Having said that, the Gazette’s continued reliance on the unnamed “QPR insider” is wearing as thin with supporters as it did with former manager Ian Holloway who speaks at length about just who he thinks that insider might be and how he uses these anonymous quotes in papers to undermine the manager in charge at the time. Last week’s insider line from The Gazette “QPR haven’t got the players to play long ball – it was suicide for Hart, and no good for the club’s ambitions” smacked of somebody desperately trying to make out Hart’s departure was entirely to do with the things the fans hated him for, rather than another argument over who is responsible for transfers at a time when Gianni Paladini’s role in this complete mess is coming under ever increasing scrutiny. And why would an anonymous insider want to make sure everybody thought that I wonder? It's a shame that our club, and more specifically our managers, continued to be undermined by these "anonymous insiders" four years on from Ian Holloway's messy departure.

With the advances in technology, the internet and 24 hour rolling news channels less and less people are getting their national and international news from actual newspapers. You’ll probably read the Metro if you find a copy laying around on the tube in the morning but less and less of us are going out of our way to spend 60p on The Times. When a big story breaks like an earthquake or a terrorist attack it’s phones and computers we turn to, rather than news stands. The Guardian was said to be losing £100,000 a day last year and has only stemmed those losses through a paid for App on the Iphone. Local newspapers providing much more indepth news coverage of specific areas can still rely on a more old fashioned style of reporting but for national newspapers to survive and compete they are increasingly having to focus on opinions, comment and campaigns. In the sports pages this tends to mean getting ex or current professional footballers and managers to write regular columns - The Times has Tony Cascarino, and he has had his say on our club this week as well.

Writing in his blog for the “Football Pools website Cascarino said: “The situation at QPR is laughable; they have chopped and changed their managers far too frequently for the players or team to build any momentum. Paul Hart was at the club for a very short period of time which was also disrupted by the recent weather conditions. Paul was unable to do as much work on the training ground as I’m sure he would have liked but still his departure is just another embarrassing managerial casualty at the club.

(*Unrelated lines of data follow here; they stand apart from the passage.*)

//! Round statistics. The round state machine reports discrete events here and nothing in the
//! engine reads them back, so the aggregator can be tested and merged on its own.

use crate::policy::Outcome;
use serde::{Deserialize, Serialize};
use std::fmt::Display;

#[derive(Debug, Clone, Copy, PartialEq)]
pub enum RoundEvent {
    RoundPlayed,
    BetPlaced { player: usize, amount: f64 },
    /// Insurance side bets, kept out of `total_wagered`.
    InsurancePlaced { player: usize, amount: f64 },
    HandResolved { player: usize, outcome: Outcome, amount: f64 },
}

#[derive(Debug, Clone, Default, PartialEq, Serialize, Deserialize)]
pub struct Statistics {
    pub rounds: u32,
    pub hands: u32,
    pub wins: u32,
    pub pushes: u32,
    pub losses: u32,
    pub busts: u32,
    pub surrenders: u32,
    pub blackjacks: u32,
    pub insurance_won: u32,
    pub insurance_lost: u32,
    /// Main wagers only: opening bets, split stakes and double downs.
    pub total_wagered: f64,
    pub total_insured: f64,
    /// Net result for the players, positive when the players are ahead.
    pub winnings: f64,
}

impl Statistics {
    pub fn new() -> Statistics {
        Statistics::default()
    }

    pub fn record(&mut self, event: &RoundEvent) {
        match *event {
            RoundEvent::RoundPlayed => self.rounds += 1,
            RoundEvent::BetPlaced { amount, .. } => self.total_wagered += amount,
            RoundEvent::InsurancePlaced { amount, .. } => self.total_insured += amount,
            RoundEvent::HandResolved {
                outcome, amount, ..
            } => {
                self.winnings += amount;
                match outcome {
                    Outcome::InsuranceWon => self.insurance_won += 1,
                    Outcome::InsuranceLost => self.insurance_lost += 1,
                    _ => {
                        self.hands += 1;
                        match outcome {
                            Outcome::Won => self.wins += 1,
                            Outcome::Blackjack | Outcome::EvenMoney => {
                                self.wins += 1;
                                self.blackjacks += 1;
                            }
                            Outcome::Pushed => self.pushes += 1,
                            Outcome::Lost => self.losses += 1,
                            Outcome::Bust => {
                                self.losses += 1;
                                self.busts += 1;
                            }
                            Outcome::Surrendered => {
                                self.losses += 1;
                                self.surrenders += 1;
                            }
                            Outcome::InsuranceWon | Outcome::InsuranceLost => {}
                        }
                    }
                }
            }
        }
    }

    /// Adds the counts of `other` into `self`.
    pub fn merge(&mut self, other: &Statistics) {
        self.rounds += other.rounds;
        self.hands += other.hands;
        self.wins += other.wins;
        self.pushes += other.pushes;
        self.losses += other.losses;
        self.busts += other.busts;
        self.surrenders += other.surrenders;
        self.blackjacks += other.blackjacks;
        self.insurance_won += other.insurance_won;
        self.insurance_lost += other.insurance_lost;
        self.total_wagered += other.total_wagered;
        self.total_insured += other.total_insured;
        self.winnings += other.winnings;
    }

    fn ratio(n: u32, d: u32) -> f64 {
        if d == 0 {
            0.0
        } else {
            n as f64 / d as f64
        }
    }

    pub fn win_percentage(&self) -> f64 {
        Statistics::ratio(self.wins, self.hands)
    }

    pub fn push_percentage(&self) -> f64 {
        Statistics::ratio(self.pushes, self.hands)
    }

    pub fn loss_percentage(&self) -> f64 {
        Statistics::ratio(self.losses, self.hands)
    }

    pub fn average_winnings_per_hand(&self) -> f64 {
        if self.hands == 0 {
            0.0
        } else {
            self.winnings / self.hands as f64
        }
    }
}

impl Display for Statistics {
    fn fmt(&self, f: &mut std::fmt::Formatter<'_>) -> std::fmt::Result {
        const TEXT_WIDTH: usize = "average winnings per hand".len() + 10;
        const NUM_WIDTH: usize = 80 - TEXT_WIDTH;
        writeln!(f, "{:<TEXT_WIDTH$}{:>NUM_WIDTH$}", "rounds played", self.rounds)?;
        writeln!(f, "{:<TEXT_WIDTH$}{:>NUM_WIDTH$}", "hands played", self.hands)?;
        writeln!(f, "{:<TEXT_WIDTH$}{:>NUM_WIDTH$}", "hands won", self.wins)?;
        writeln!(f, "{:<TEXT_WIDTH$}{:>NUM_WIDTH$}", "hands pushed", self.pushes)?;
        writeln!(f, "{:<TEXT_WIDTH$}{:>NUM_WIDTH$}", "hands lost", self.losses)?;
        writeln!(f, "{:<TEXT_WIDTH$}{:>NUM_WIDTH$}", "busts", self.busts)?;
        writeln!(f, "{:<TEXT_WIDTH$}{:>NUM_WIDTH$}", "surrenders", self.surrenders)?;
        writeln!(f, "{:<TEXT_WIDTH$}{:>NUM_WIDTH$}", "player blackjacks", self.blackjacks)?;
        writeln!(
            f,
            "{:<TEXT_WIDTH$}{:>NUM_WIDTH$}",
            "insurance won/lost",
            format!("{}/{}", self.insurance_won, self.insurance_lost)
        )?;
        writeln!(f, "{:<TEXT_WIDTH$}{:>NUM_WIDTH$.2}", "total wagered", self.total_wagered)?;
        writeln!(f, "{:<TEXT_WIDTH$}{:>NUM_WIDTH$.2}", "total insured", self.total_insured)?;
        writeln!(f, "{:<TEXT_WIDTH$}{:>NUM_WIDTH$.2}", "winnings", self.winnings)?;
        writeln!(f, "{:<TEXT_WIDTH$}{:>NUM_WIDTH$.4}", "win percentage", self.win_percentage())?;
        write!(
            f,
            "{:<TEXT_WIDTH$}{:>NUM_WIDTH$.4}",
            "average winnings per hand",
            self.average_winnings_per_hand()
        )
    }
}

#[cfg(test)]
mod tests {
    use super::*;

    #[test]
    fn records_outcomes() {
        let mut stats = Statistics::new();
        stats.record(&RoundEvent::RoundPlayed);
        stats.record(&RoundEvent::BetPlaced { player: 0, amount: 10.0 });
        stats.record(&RoundEvent::BetPlaced { player: 0, amount: 10.0 });
        stats.record(&RoundEvent::HandResolved { player: 0, outcome: Outcome::Blackjack, amount: 15.0 });
        stats.record(&RoundEvent::HandResolved { player: 0, outcome: Outcome::Bust, amount: -10.0 });
        stats.record(&RoundEvent::HandResolved { player: 0, outcome: Outcome::InsuranceLost, amount: -5.0 });

        assert_eq!(stats.rounds, 1);
        assert_eq!(stats.hands, 2);
        assert_eq!(stats.wins, 1);
        assert_eq!(stats.blackjacks, 1);
        assert_eq!(stats.losses, 1);
        assert_eq!(stats.busts, 1);
        assert_eq!(stats.insurance_lost, 1);
        assert_eq!(stats.total_wagered, 20.0);
        assert_eq!(stats.winnings, 0.0);
        assert_eq!(stats.win_percentage(), 0.5);
    }

    #[test]
    fn merge_adds_counts() {
        let mut a = Statistics::new();
        a.record(&RoundEvent::HandResolved { player: 0, outcome: Outcome::Pushed, amount: 0.0 });
        let mut b = Statistics::new();
        b.record(&RoundEvent::HandResolved { player: 1, outcome: Outcome::Surrendered, amount: -5.0 });
        a.merge(&b);
        assert_eq!(a.hands, 2);
        assert_eq!(a.pushes, 1);
        assert_eq!(a.surrenders, 1);
        assert_eq!(a.winnings, -5.0);
    }

    #[test]
    fn insurance_is_kept_apart_from_wagers() {
        let mut stats = Statistics::new();
        stats.record(&RoundEvent::BetPlaced { player: 0, amount: 10.0 });
        stats.record(&RoundEvent::InsurancePlaced { player: 0, amount: 5.0 });
        stats.record(&RoundEvent::HandResolved { player: 0, outcome: Outcome::InsuranceWon, amount: 10.0 });
        stats.record(&RoundEvent::HandResolved { player: 0, outcome: Outcome::Lost, amount: -10.0 });
        assert_eq!(stats.total_wagered, 10.0);
        assert_eq!(stats.total_insured, 5.0);
        assert_eq!(stats.hands, 1);

        let mut merged = Statistics::new();
        merged.merge(&stats);
        merged.merge(&stats);
        assert_eq!(merged.total_insured, 10.0);
        assert!(format!("{}", merged).contains("total insured"));
    }

    #[test]
    fn empty_statistics_have_zero_ratios() {
        let stats = Statistics::new();
        assert_eq!(stats.win_percentage(), 0.0);
        assert_eq!(stats.average_winnings_per_hand(), 0.0);
        assert!(format!("{}", stats).contains("hands played"));
    }
}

“QPR fans certainly don’t deserve what is happening to their club, the fanfare regarding the takeover suggested they would be the new Chelsea or Man City in terms of spending but that hasn’t really materialised. If the owners continue to illustrate their lack of knowledge of how a football club should be run, then for me, they won’t be promoted to the Premier League in the near future and in all honesty they deserve what they get.”


While agreeing with much of what Cascarino said I couldn’t help but laugh at this talk of a “fanfare” regarding the takeover that suggested we would be the new Chelsea. Was that the fanfare that Cascarino and the rest of the media created because QPR being the richest club in the world was a good line? I do love it when the media whip up a storm and then step back and tut at the over reaction to it forgetting that it was them that perpetuated it in the first place. The Brand/Ross/Sachs “scandal” is the best recent example.

I have also quickly tired of this idea of “poor Paul Hart”. Oh poor Paul didn’t have much time on the training ground. Poor Paul couldn’t get his ideas across. Let’s be perfectly honest here, it is absolutely crazy that our sixth permanent manager in two years has only last five matches but I’d struggle to find a QPR fan anywhere who thought Paul Hart’s “ideas” on how we should be playing were anything other than prehistoric nonsense. Standing Patrick Agyemang up front and lumping balls at his head is not an idea that takes too long to get across - in fact despite the training ground being under a foot of snow for the majority of Hart’s reign in charge we seemed to be getting to grips with it rather nicely. Hart said we wouldn’t be pretty, just two months after we played our best football in years and won handsomely with it, that we would be more direct and that we needed more performances like our “battling” one at Sheffield United in the FA Cup - for “battling” read boring and horrible to watch.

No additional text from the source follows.